Оборками завязывает дыру, и мы бросаемся в погоню за хищницей, убавившей в озере карасей... Какая она, велика ли или так, щуренок? Кто ее поймет в воде! А в руки нам не дается. Откуда бы мы ни зашли, ждет, притаившись, и вдруг броском с разбегу пробивает бредень в любом месте...
- А, ты смотри, что делает! - возмущается дед, штопая и наспех завязывая дыры. - Врешь, попадешься!
И неизвестно, чем бы это кончилось, если бы вдруг среди приунывших ребят не раздался робкий голос:
- А если в бредень травы набить?
Это сказал Игорек, больше наблюдавший, чем действовавший во всей этой эпопее. И как у него возникла эта мысль, трудно сказать. Но мы набили до отказа бредень водорослями и снова повели навстречу щуке. Шел он медленно, тяжело, раздувшийся, как воздушный шар.
А щука ждала где-то под берегом его приближения.
Все затаили дыхание.
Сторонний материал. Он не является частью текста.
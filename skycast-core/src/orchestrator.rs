//! Acquisition state machine.
//!
//! Owns the phase the dashboard is in (idle, requesting location, loading
//! weather, success, error) and drives the geolocation and provider calls.
//! The state is exposed read-only; presentation layers only call the four
//! actions: `request_location`, `search_city`, `set_unit`, `retry`.
//!
//! Each action supersedes any outstanding one via a generation counter, so a
//! late completion from an older request never overwrites newer state.

use std::sync::{Mutex, MutexGuard};

use crate::client::WeatherClient;
use crate::error::AcquisitionError;
use crate::geolocate::{Geolocator, PositionOptions};
use crate::model::{UnitSystem, WeatherSnapshot};

/// Discrete phase of the acquisition pipeline; exactly one variant is live
/// at a time, carrying only the data valid for that phase.
#[derive(Debug, Clone)]
pub enum AcquisitionState {
    Idle,
    RequestingLocation,
    LoadingWeather,
    Success(WeatherSnapshot),
    Error(AcquisitionError),
}

impl AcquisitionState {
    /// True while an underlying operation is outstanding.
    pub fn is_busy(&self) -> bool {
        matches!(self, Self::RequestingLocation | Self::LoadingWeather)
    }
}

#[derive(Debug)]
struct Shared {
    state: AcquisitionState,
    unit: UnitSystem,
    generation: u64,
}

#[derive(Debug)]
pub struct Orchestrator {
    client: WeatherClient,
    geolocator: Option<Box<dyn Geolocator>>,
    options: PositionOptions,
    shared: Mutex<Shared>,
}

impl Orchestrator {
    /// `geolocator: None` models an environment without any positioning
    /// capability; `request_location` then fails as unsupported.
    pub fn new(client: WeatherClient, geolocator: Option<Box<dyn Geolocator>>) -> Self {
        Self {
            client,
            geolocator,
            options: PositionOptions::default(),
            shared: Mutex::new(Shared {
                state: AcquisitionState::Idle,
                unit: UnitSystem::default(),
                generation: 0,
            }),
        }
    }

    pub fn with_position_options(mut self, options: PositionOptions) -> Self {
        self.options = options;
        self
    }

    pub fn state(&self) -> AcquisitionState {
        self.lock().state.clone()
    }

    pub fn unit(&self) -> UnitSystem {
        self.lock().unit
    }

    /// Update the unit preference. A pure local update in every phase: an
    /// already displayed snapshot keeps its original unit until the user
    /// re-triggers acquisition, so no re-fetch loop can start here.
    pub fn set_unit(&self, unit: UnitSystem) {
        self.lock().unit = unit;
    }

    /// Acquire weather for the device position.
    pub async fn request_location(&self) {
        let Some(geolocator) = self.geolocator.as_deref() else {
            let mut shared = self.lock();
            shared.generation += 1;
            shared.state = AcquisitionState::Error(AcquisitionError::UnsupportedEnvironment);
            return;
        };

        let generation = self.begin(AcquisitionState::RequestingLocation);

        let coords = match geolocator.current_position(&self.options).await {
            Ok(coords) => coords,
            Err(err) => {
                self.finish(generation, Err(err.into()));
                return;
            }
        };

        if !self.advance(generation, AcquisitionState::LoadingWeather) {
            return;
        }

        let unit = self.unit();
        let result = self.client.fetch_by_coordinates(coords, unit).await;
        self.finish(generation, result);
    }

    /// Acquire weather for a manually entered city name. Valid from any
    /// phase, including `Error` and `Success`; bypasses geolocation.
    pub async fn search_city(&self, name: &str) {
        let generation = self.begin(AcquisitionState::LoadingWeather);

        let unit = self.unit();
        let result = self.client.fetch_by_city(name, unit).await;
        self.finish(generation, result);
    }

    /// Re-attempt acquisition after a failure. Always restarts from
    /// geolocation, even when the failed attempt was a city search.
    pub async fn retry(&self) {
        self.request_location().await;
    }

    fn lock(&self) -> MutexGuard<'_, Shared> {
        self.shared.lock().unwrap_or_else(std::sync::PoisonError::into_inner)
    }

    fn begin(&self, state: AcquisitionState) -> u64 {
        let mut shared = self.lock();
        shared.generation += 1;
        shared.state = state;
        shared.generation
    }

    fn advance(&self, generation: u64, state: AcquisitionState) -> bool {
        let mut shared = self.lock();
        if shared.generation != generation {
            tracing::debug!(generation, "request superseded before weather fetch");
            return false;
        }
        shared.state = state;
        true
    }

    fn finish(&self, generation: u64, result: Result<WeatherSnapshot, AcquisitionError>) {
        let mut shared = self.lock();
        if shared.generation != generation {
            tracing::debug!(generation, "discarding completion of superseded request");
            return;
        }
        shared.state = match result {
            Ok(snapshot) => AcquisitionState::Success(snapshot),
            Err(err) => AcquisitionState::Error(err),
        };
    }
}
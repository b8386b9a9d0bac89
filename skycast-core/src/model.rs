use serde::{Deserialize, Serialize};

/// Geographic position, as delivered by a geolocation capability.
#[derive(Debug, Clone, Copy, PartialEq)]
pub struct Coordinates {
    pub latitude: f64,
    pub longitude: f64,
}

/// Measurement system sent to the provider. Snapshots are unit-specific and
/// are never converted in place, so the unit participates in cache keys.
#[derive(Debug, Clone, Copy, PartialEq, Eq, Hash, Default)]
pub enum UnitSystem {
    #[default]
    Metric,
    Imperial,
}

impl UnitSystem {
    pub fn as_str(&self) -> &'static str {
        match self {
            UnitSystem::Metric => "metric",
            UnitSystem::Imperial => "imperial",
        }
    }

    pub const fn all() -> &'static [UnitSystem] {
        &[UnitSystem::Metric, UnitSystem::Imperial]
    }
}

impl std::fmt::Display for UnitSystem {
    fn fmt(&self, f: &mut std::fmt::Formatter<'_>) -> std::fmt::Result {
        f.write_str(self.as_str())
    }
}

impl TryFrom<&str> for UnitSystem {
    type Error = anyhow::Error;

    fn try_from(value: &str) -> Result<Self, Self::Error> {
        let lower = value.to_lowercase();

        match lower.as_str() {
            "metric" => Ok(UnitSystem::Metric),
            "imperial" => Ok(UnitSystem::Imperial),
            _ => Err(anyhow::anyhow!(
                "Unknown unit system '{value}'. Supported systems: metric, imperial."
            )),
        }
    }
}

/// Immutable point-in-time weather reading for a location.
///
/// The serialized field names match the historical cache format, so entries
/// written by earlier builds stay readable; `fetched_at_epoch_ms` is the sole
/// cache-validity field.
#[derive(Debug, Clone, PartialEq, Serialize, Deserialize)]
pub struct WeatherSnapshot {
    #[serde(rename = "locationName")]
    pub location_name: String,
    #[serde(rename = "country")]
    pub country_code: String,
    #[serde(rename = "temp")]
    pub temperature: f64,
    #[serde(rename = "feelsLike")]
    pub feels_like: f64,
    pub humidity: u8,
    #[serde(rename = "windSpeed")]
    pub wind_speed: f64,
    #[serde(rename = "description")]
    pub condition_description: String,
    #[serde(rename = "icon")]
    pub condition_icon_id: String,
    #[serde(rename = "sunrise")]
    pub sunrise_epoch: i64,
    #[serde(rename = "sunset")]
    pub sunset_epoch: i64,
    #[serde(rename = "updatedAt")]
    pub fetched_at_epoch_ms: i64,
}
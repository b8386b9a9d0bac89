//! Weather provider client: current conditions by coordinates or city name.
//!
//! All upstream failures are translated into [`AcquisitionError`] here; the
//! cache is consulted before any network round-trip, and city lookups run
//! through a geocoding step with a Korean administrative-suffix fallback.

use chrono::Utc;
use reqwest::{Client, StatusCode};
use serde::Deserialize;

use crate::cache::{self, SnapshotCache};
use crate::config::Config;
use crate::error::AcquisitionError;
use crate::model::{Coordinates, UnitSystem, WeatherSnapshot};

const WEATHER_URL: &str = "https://api.openweathermap.org/data/2.5/weather";
const GEOCODE_URL: &str = "https://api.openweathermap.org/geo/1.0/direct";

#[derive(Debug)]
pub struct WeatherClient {
    http: Client,
    api_key: Option<String>,
    language: String,
    cache: SnapshotCache,
    weather_url: String,
    geocode_url: String,
}

impl WeatherClient {
    pub fn new(config: &Config, cache: SnapshotCache) -> Self {
        Self {
            http: Client::new(),
            api_key: config.api_key.clone(),
            language: config.language.clone(),
            cache,
            weather_url: WEATHER_URL.to_string(),
            geocode_url: GEOCODE_URL.to_string(),
        }
    }

    /// Point the client at alternative weather/geocoding endpoints.
    pub fn with_endpoints(mut self, weather_url: &str, geocode_url: &str) -> Self {
        self.weather_url = weather_url.to_string();
        self.geocode_url = geocode_url.to_string();
        self
    }

    /// Current conditions for the given coordinates, cache first.
    pub async fn fetch_by_coordinates(
        &self,
        coords: Coordinates,
        unit: UnitSystem,
    ) -> Result<WeatherSnapshot, AcquisitionError> {
        let key = cache::coordinate_key(coords, unit);
        if let Some(hit) = self.cache.get(&key) {
            tracing::debug!(%key, "serving snapshot from cache");
            return Ok(hit);
        }

        let api_key = self.credential()?;
        let snapshot = self.request_current(coords, unit, api_key).await?;
        self.cache.put(&key, &snapshot);
        Ok(snapshot)
    }

    /// Current conditions for a free-text city name.
    ///
    /// The name is resolved to coordinates via geocoding, then the same
    /// current-conditions request as [`fetch_by_coordinates`] is issued, but
    /// bypassing the coordinate cache; the result lands in the city-keyed
    /// entry instead.
    ///
    /// [`fetch_by_coordinates`]: WeatherClient::fetch_by_coordinates
    pub async fn fetch_by_city(
        &self,
        city: &str,
        unit: UnitSystem,
    ) -> Result<WeatherSnapshot, AcquisitionError> {
        let key = cache::city_key(city, unit);
        if let Some(hit) = self.cache.get(&key) {
            tracing::debug!(%key, "serving snapshot from cache");
            return Ok(hit);
        }

        let api_key = self.credential()?;
        let coords = self.resolve_city(city, api_key).await?;
        let snapshot = self.request_current(coords, unit, api_key).await?;
        self.cache.put(&key, &snapshot);
        Ok(snapshot)
    }

    fn credential(&self) -> Result<&str, AcquisitionError> {
        self.api_key
            .as_deref()
            .filter(|k| !k.is_empty())
            .ok_or(AcquisitionError::InvalidCredentials)
    }

    /// Resolve a city name to coordinates.
    ///
    /// Geocoding of Korean place names is inconsistent for bare city names:
    /// if the literal query has no match and the input is Hangul without an
    /// administrative suffix, one retry with "시" appended is attempted
    /// before giving up with `CityNotFound`.
    async fn resolve_city(
        &self,
        city: &str,
        api_key: &str,
    ) -> Result<Coordinates, AcquisitionError> {
        let mut matches = self.geocode(city, api_key).await?;

        if matches.is_empty() && wants_suffix_retry(city) {
            let retried = format!("{city}시");
            tracing::debug!(query = %retried, "retrying geocode with administrative suffix");
            matches = self.geocode(&retried, api_key).await?;
        }

        let first = matches
            .into_iter()
            .next()
            .ok_or_else(|| AcquisitionError::CityNotFound(city.to_string()))?;

        Ok(Coordinates { latitude: first.lat, longitude: first.lon })
    }

    async fn geocode(&self, query: &str, api_key: &str) -> Result<Vec<GeoMatch>, AcquisitionError> {
        let res = self
            .http
            .get(&self.geocode_url)
            .query(&[("q", query), ("limit", "1"), ("appid", api_key)])
            .send()
            .await?;

        let status = res.status();
        if !status.is_success() {
            return Err(error_for_status(status, query));
        }

        Ok(res.json().await?)
    }

    async fn request_current(
        &self,
        coords: Coordinates,
        unit: UnitSystem,
        api_key: &str,
    ) -> Result<WeatherSnapshot, AcquisitionError> {
        let res = self
            .http
            .get(&self.weather_url)
            .query(&[
                ("lat", coords.latitude.to_string()),
                ("lon", coords.longitude.to_string()),
                ("units", unit.as_str().to_string()),
                ("appid", api_key.to_string()),
                ("lang", self.language.clone()),
            ])
            .send()
            .await?;

        let status = res.status();
        if !status.is_success() {
            let query = format!("{:.2},{:.2}", coords.latitude, coords.longitude);
            return Err(error_for_status(status, &query));
        }

        let parsed: CurrentConditions = res.json().await?;
        Ok(parsed.into_snapshot(Utc::now().timestamp_millis()))
    }
}

/// Map a non-success provider status into the error taxonomy.
fn error_for_status(status: StatusCode, query: &str) -> AcquisitionError {
    match status {
        StatusCode::UNAUTHORIZED => AcquisitionError::InvalidCredentials,
        StatusCode::NOT_FOUND => AcquisitionError::CityNotFound(query.to_string()),
        StatusCode::TOO_MANY_REQUESTS => AcquisitionError::RateLimited,
        s if s.is_server_error() => AcquisitionError::ServerFault(s.as_u16()),
        s => AcquisitionError::NetworkFault(format!("unexpected status {s}")),
    }
}

/// True when the query is Hangul without one of the administrative suffixes
/// "시", "군", "구" already attached.
fn wants_suffix_retry(city: &str) -> bool {
    let has_hangul = city.chars().any(|c| ('\u{AC00}'..='\u{D7A3}').contains(&c));
    has_hangul && !city.ends_with('시') && !city.ends_with('군') && !city.ends_with('구')
}

#[derive(Debug, Deserialize)]
struct GeoMatch {
    lat: f64,
    lon: f64,
}

#[derive(Debug, Deserialize)]
struct CurrentConditions {
    name: String,
    main: MainBlock,
    wind: WindBlock,
    weather: Vec<ConditionBlock>,
    sys: SysBlock,
}

#[derive(Debug, Deserialize)]
struct MainBlock {
    temp: f64,
    feels_like: f64,
    humidity: u8,
}

#[derive(Debug, Deserialize)]
struct WindBlock {
    speed: f64,
}

#[derive(Debug, Deserialize)]
struct ConditionBlock {
    description: String,
    icon: String,
}

#[derive(Debug, Deserialize)]
struct SysBlock {
    country: Option<String>,
    sunrise: i64,
    sunset: i64,
}

impl CurrentConditions {
    fn into_snapshot(self, fetched_at_epoch_ms: i64) -> WeatherSnapshot {
        let (description, icon) = self
            .weather
            .into_iter()
            .next()
            .map(|w| (w.description, w.icon))
            .unwrap_or_else(|| ("Unknown".to_string(), String::new()));

        WeatherSnapshot {
            location_name: self.name,
            country_code: self.sys.country.unwrap_or_default(),
            temperature: self.main.temp,
            feels_like: self.main.feels_like,
            humidity: self.main.humidity,
            wind_speed: self.wind.speed,
            condition_description: description,
            condition_icon_id: icon,
            sunrise_epoch: self.sys.sunrise,
            sunset_epoch: self.sys.sunset,
            fetched_at_epoch_ms,
        }
    }
}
Всплеск, удар могучего хвоста.
И мы не почувствовали толчка... В бредне раздалось только какое-то шипение, словно спустили воздушные тормоза.
- Давай, давай! На берег! - страшным голосом закричал дед.
И, когда с помощью ребят мы вывалили на берег весь бредень с травой, из кучи водорослей вдруг выползла на луговые травы, на цветы длинная черная щука и поползла, извиваясь, как змея... Пасть ее сжималась и разжималась, и круглые янтарные глаза зло блестели.
Ребята шарахнулись в разные стороны. Девочки издали пронзительный визг.
А Данилыч бросился на щуку, как ястреб. Оседлал ее и стал ломать хребет. Но это оказалось ему не под силу, и живучая щука долго ползала по траве, таская за собой деда.
Кончилось тем, что под жабры ей продели палку-и так понесли в лагерь.